(Saved entries)

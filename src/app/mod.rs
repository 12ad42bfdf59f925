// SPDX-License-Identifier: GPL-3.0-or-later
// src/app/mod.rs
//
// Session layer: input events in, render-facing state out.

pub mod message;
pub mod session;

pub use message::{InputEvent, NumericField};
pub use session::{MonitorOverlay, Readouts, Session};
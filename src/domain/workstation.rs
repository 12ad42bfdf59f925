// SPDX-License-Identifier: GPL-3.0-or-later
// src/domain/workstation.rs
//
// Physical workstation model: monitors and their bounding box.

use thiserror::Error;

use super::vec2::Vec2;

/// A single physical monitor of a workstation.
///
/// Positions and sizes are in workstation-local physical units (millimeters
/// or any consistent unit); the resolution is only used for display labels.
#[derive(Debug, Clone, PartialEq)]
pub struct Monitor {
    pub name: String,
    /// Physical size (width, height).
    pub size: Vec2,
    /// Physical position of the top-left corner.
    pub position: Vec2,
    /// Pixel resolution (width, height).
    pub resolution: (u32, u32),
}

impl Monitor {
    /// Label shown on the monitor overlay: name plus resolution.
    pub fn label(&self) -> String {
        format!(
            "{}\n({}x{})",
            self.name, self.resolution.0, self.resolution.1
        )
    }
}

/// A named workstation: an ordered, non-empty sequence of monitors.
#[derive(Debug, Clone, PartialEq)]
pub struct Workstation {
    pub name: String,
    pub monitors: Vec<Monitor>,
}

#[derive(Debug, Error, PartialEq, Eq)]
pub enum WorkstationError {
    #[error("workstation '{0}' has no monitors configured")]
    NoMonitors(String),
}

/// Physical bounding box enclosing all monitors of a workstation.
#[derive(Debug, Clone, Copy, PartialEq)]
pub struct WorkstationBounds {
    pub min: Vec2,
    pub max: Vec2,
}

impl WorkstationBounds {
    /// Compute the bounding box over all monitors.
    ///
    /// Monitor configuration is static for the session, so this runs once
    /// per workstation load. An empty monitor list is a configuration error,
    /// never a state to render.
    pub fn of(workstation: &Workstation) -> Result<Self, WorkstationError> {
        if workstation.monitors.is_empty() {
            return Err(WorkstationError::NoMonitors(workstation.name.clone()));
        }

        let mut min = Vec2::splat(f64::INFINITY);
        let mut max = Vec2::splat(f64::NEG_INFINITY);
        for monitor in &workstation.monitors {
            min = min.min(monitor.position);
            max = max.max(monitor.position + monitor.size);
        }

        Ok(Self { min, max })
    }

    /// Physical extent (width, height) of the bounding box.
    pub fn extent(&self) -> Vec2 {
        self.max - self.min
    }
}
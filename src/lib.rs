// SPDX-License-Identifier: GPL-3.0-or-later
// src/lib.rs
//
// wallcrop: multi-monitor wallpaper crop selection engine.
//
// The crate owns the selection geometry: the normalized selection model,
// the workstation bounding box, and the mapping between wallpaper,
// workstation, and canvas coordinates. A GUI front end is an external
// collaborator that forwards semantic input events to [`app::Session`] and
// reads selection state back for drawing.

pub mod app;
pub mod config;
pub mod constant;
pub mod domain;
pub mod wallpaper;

...

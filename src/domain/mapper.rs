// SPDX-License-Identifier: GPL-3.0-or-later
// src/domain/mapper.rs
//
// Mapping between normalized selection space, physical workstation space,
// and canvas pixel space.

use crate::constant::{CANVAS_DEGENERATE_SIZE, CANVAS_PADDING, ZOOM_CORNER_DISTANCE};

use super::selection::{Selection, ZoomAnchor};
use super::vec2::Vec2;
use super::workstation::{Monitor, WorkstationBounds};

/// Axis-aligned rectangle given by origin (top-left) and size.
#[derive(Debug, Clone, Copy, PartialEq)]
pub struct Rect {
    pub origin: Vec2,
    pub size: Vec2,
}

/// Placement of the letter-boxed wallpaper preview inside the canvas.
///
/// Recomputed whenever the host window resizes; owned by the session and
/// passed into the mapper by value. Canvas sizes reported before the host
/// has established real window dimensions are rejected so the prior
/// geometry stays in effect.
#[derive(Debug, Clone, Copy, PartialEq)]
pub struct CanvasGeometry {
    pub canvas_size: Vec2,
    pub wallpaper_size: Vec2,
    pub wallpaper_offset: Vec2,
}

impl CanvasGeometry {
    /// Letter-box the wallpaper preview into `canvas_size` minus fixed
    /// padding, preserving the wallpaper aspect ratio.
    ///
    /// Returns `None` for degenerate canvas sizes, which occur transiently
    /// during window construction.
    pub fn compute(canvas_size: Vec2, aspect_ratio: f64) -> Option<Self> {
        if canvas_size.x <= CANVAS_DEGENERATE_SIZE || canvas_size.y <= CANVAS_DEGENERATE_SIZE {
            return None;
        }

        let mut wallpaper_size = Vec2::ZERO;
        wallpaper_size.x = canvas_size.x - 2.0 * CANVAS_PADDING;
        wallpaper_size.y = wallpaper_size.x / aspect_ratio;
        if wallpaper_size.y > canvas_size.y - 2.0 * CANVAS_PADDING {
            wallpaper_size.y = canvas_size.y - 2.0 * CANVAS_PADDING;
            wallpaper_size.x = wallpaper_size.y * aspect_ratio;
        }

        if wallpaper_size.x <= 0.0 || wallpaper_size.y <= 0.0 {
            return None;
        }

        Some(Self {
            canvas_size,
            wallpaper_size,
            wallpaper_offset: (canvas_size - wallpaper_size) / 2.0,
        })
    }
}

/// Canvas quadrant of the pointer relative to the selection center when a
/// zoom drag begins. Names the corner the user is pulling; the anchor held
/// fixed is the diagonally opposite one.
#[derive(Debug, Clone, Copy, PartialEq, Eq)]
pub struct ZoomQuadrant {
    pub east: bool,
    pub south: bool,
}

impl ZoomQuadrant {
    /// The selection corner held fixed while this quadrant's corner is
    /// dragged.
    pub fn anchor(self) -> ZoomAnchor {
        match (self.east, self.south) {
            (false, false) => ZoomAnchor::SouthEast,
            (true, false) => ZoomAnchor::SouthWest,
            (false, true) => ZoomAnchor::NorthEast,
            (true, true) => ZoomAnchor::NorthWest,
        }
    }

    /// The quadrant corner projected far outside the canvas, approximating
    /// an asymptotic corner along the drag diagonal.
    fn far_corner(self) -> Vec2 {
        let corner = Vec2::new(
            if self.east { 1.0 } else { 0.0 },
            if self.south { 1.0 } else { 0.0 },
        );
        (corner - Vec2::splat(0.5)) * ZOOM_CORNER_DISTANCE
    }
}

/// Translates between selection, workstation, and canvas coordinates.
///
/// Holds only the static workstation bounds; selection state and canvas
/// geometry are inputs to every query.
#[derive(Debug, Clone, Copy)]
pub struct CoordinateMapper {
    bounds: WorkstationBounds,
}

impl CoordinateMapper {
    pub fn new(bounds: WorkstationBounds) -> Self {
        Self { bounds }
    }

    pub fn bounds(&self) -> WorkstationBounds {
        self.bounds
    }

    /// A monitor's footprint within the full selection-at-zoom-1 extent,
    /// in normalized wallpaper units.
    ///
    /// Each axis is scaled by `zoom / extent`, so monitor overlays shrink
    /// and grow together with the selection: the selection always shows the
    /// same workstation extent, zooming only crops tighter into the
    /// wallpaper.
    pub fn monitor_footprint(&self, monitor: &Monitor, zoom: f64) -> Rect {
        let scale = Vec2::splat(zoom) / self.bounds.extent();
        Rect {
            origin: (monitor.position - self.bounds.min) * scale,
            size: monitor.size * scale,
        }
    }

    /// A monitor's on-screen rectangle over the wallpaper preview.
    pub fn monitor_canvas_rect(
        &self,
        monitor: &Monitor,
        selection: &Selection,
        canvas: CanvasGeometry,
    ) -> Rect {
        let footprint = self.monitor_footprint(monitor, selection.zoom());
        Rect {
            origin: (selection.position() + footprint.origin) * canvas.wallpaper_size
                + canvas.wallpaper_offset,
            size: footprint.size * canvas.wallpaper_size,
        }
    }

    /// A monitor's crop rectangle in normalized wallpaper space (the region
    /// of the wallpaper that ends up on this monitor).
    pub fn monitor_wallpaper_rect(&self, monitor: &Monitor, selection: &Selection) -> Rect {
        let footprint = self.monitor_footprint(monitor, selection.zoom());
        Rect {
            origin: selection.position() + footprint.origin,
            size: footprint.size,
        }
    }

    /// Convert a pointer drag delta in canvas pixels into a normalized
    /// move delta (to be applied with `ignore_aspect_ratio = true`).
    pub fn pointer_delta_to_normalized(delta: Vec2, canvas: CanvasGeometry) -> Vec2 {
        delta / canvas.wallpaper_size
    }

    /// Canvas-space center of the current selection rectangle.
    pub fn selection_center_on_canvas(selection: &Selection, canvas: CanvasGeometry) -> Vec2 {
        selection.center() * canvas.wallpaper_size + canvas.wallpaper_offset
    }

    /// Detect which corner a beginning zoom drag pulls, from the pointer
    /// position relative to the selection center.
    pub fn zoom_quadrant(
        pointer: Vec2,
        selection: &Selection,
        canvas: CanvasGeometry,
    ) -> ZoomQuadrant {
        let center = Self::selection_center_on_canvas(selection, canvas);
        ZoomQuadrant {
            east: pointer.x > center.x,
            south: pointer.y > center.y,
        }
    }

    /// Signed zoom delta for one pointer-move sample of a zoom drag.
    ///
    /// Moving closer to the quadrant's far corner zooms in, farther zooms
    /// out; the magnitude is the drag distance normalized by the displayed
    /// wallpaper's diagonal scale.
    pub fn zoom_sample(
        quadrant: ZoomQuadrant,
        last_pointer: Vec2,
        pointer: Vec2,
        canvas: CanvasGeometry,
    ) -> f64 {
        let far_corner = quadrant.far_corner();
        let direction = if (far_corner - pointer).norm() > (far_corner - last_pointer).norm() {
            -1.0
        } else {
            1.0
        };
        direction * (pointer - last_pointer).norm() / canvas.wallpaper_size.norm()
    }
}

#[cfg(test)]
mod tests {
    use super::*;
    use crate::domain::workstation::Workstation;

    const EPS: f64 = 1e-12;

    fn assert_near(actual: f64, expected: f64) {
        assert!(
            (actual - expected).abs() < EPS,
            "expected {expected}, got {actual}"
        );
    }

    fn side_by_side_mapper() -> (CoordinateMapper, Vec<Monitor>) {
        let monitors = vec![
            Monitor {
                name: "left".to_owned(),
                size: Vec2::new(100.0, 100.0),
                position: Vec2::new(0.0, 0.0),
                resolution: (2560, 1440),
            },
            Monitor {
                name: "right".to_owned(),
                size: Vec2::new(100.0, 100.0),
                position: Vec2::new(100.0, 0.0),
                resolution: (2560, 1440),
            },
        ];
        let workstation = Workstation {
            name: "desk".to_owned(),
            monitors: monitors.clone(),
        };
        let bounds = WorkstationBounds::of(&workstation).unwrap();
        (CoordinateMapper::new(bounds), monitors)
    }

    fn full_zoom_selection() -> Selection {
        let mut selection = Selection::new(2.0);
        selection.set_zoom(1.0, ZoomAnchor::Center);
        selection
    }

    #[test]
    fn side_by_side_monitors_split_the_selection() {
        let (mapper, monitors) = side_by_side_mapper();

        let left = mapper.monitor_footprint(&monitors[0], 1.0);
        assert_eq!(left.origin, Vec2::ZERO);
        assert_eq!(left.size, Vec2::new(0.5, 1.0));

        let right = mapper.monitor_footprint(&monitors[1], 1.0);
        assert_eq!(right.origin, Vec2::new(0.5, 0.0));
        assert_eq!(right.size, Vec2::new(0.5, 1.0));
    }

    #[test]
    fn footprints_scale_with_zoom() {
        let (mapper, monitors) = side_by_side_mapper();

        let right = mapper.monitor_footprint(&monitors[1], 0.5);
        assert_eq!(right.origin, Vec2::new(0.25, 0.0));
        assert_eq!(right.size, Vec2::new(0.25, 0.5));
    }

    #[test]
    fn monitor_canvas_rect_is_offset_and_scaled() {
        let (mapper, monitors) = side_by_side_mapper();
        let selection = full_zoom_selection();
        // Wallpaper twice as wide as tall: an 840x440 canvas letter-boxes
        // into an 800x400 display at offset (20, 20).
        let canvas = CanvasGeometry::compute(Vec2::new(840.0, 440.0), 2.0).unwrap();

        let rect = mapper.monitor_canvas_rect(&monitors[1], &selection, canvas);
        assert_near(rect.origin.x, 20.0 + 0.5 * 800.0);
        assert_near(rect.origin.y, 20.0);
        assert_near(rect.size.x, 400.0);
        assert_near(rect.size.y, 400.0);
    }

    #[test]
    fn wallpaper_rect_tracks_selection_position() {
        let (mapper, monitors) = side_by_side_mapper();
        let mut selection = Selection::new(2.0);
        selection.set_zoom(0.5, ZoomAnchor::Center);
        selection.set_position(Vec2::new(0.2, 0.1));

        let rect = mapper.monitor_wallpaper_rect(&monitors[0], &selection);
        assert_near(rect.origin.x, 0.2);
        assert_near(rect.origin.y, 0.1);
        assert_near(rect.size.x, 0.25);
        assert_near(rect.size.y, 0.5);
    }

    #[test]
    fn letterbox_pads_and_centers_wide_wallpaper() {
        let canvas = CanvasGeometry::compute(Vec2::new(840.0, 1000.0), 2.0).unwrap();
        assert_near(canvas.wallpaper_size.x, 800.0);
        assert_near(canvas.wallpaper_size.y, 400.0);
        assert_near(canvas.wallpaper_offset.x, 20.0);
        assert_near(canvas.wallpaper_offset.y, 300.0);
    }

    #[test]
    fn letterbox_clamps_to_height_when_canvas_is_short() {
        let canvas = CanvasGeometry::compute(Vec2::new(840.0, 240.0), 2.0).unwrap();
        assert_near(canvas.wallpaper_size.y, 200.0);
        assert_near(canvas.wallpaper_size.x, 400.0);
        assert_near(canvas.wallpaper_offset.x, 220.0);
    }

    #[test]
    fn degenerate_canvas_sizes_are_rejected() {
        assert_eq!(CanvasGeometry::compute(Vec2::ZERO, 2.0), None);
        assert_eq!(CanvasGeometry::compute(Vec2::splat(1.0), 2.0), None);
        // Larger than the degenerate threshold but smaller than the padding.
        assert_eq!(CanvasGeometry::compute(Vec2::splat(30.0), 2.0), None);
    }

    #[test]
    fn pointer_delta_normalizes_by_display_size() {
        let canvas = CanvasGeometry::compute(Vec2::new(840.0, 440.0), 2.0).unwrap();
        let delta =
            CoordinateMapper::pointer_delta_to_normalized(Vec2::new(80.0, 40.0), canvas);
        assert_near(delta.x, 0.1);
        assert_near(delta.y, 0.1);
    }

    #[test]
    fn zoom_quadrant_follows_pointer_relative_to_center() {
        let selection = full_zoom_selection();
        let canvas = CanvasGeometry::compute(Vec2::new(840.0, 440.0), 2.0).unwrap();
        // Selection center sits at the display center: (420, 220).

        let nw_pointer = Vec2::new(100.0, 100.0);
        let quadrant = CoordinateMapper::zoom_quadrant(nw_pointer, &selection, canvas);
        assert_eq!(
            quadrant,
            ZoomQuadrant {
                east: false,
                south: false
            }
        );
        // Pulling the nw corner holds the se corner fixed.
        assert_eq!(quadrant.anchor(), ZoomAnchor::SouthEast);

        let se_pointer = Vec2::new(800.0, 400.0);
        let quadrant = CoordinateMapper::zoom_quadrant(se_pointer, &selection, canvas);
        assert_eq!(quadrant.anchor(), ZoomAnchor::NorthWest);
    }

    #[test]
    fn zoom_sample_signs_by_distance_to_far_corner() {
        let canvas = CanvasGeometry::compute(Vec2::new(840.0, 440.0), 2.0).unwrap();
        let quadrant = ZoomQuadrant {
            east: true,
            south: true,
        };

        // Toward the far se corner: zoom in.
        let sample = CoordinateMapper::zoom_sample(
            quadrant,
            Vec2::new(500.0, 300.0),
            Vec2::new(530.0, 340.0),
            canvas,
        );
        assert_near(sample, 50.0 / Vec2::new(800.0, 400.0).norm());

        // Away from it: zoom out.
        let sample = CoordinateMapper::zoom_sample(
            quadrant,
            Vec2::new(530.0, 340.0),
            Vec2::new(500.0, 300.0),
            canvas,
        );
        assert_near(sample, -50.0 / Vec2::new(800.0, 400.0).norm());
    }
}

Task goal — Find the line with "to every query." in the entries above. Retype it and each line after it, exactly, through the line with "delta / canvas.wallpaper_size", and stop there.

Exercise result —
/// geometry are inputs to every query.
#[derive(Debug, Clone, Copy)]
pub struct CoordinateMapper {
    bounds: WorkstationBounds,
}

impl CoordinateMapper {
    pub fn new(bounds: WorkstationBounds) -> Self {
        Self { bounds }
    }

    pub fn bounds(&self) -> WorkstationBounds {
        self.bounds
    }

    /// A monitor's footprint within the full selection-at-zoom-1 extent,
    /// in normalized wallpaper units.
    ///
    /// Each axis is scaled by `zoom / extent`, so monitor overlays shrink
    /// and grow together with the selection: the selection always shows the
    /// same workstation extent, zooming only crops tighter into the
    /// wallpaper.
    pub fn monitor_footprint(&self, monitor: &Monitor, zoom: f64) -> Rect {
        let scale = Vec2::splat(zoom) / self.bounds.extent();
        Rect {
            origin: (monitor.position - self.bounds.min) * scale,
            size: monitor.size * scale,
        }
    }

    /// A monitor's on-screen rectangle over the wallpaper preview.
    pub fn monitor_canvas_rect(
        &self,
        monitor: &Monitor,
        selection: &Selection,
        canvas: CanvasGeometry,
    ) -> Rect {
        let footprint = self.monitor_footprint(monitor, selection.zoom());
        Rect {
            origin: (selection.position() + footprint.origin) * canvas.wallpaper_size
                + canvas.wallpaper_offset,
            size: footprint.size * canvas.wallpaper_size,
        }
    }

    /// A monitor's crop rectangle in normalized wallpaper space (the region
    /// of the wallpaper that ends up on this monitor).
    pub fn monitor_wallpaper_rect(&self, monitor: &Monitor, selection: &Selection) -> Rect {
        let footprint = self.monitor_footprint(monitor, selection.zoom());
        Rect {
            origin: selection.position() + footprint.origin,
            size: footprint.size,
        }
    }

    /// Convert a pointer drag delta in canvas pixels into a normalized
    /// move delta (to be applied with `ignore_aspect_ratio = true`).
    pub fn pointer_delta_to_normalized(delta: Vec2, canvas: CanvasGeometry) -> Vec2 {
        delta / canvas.wallpaper_size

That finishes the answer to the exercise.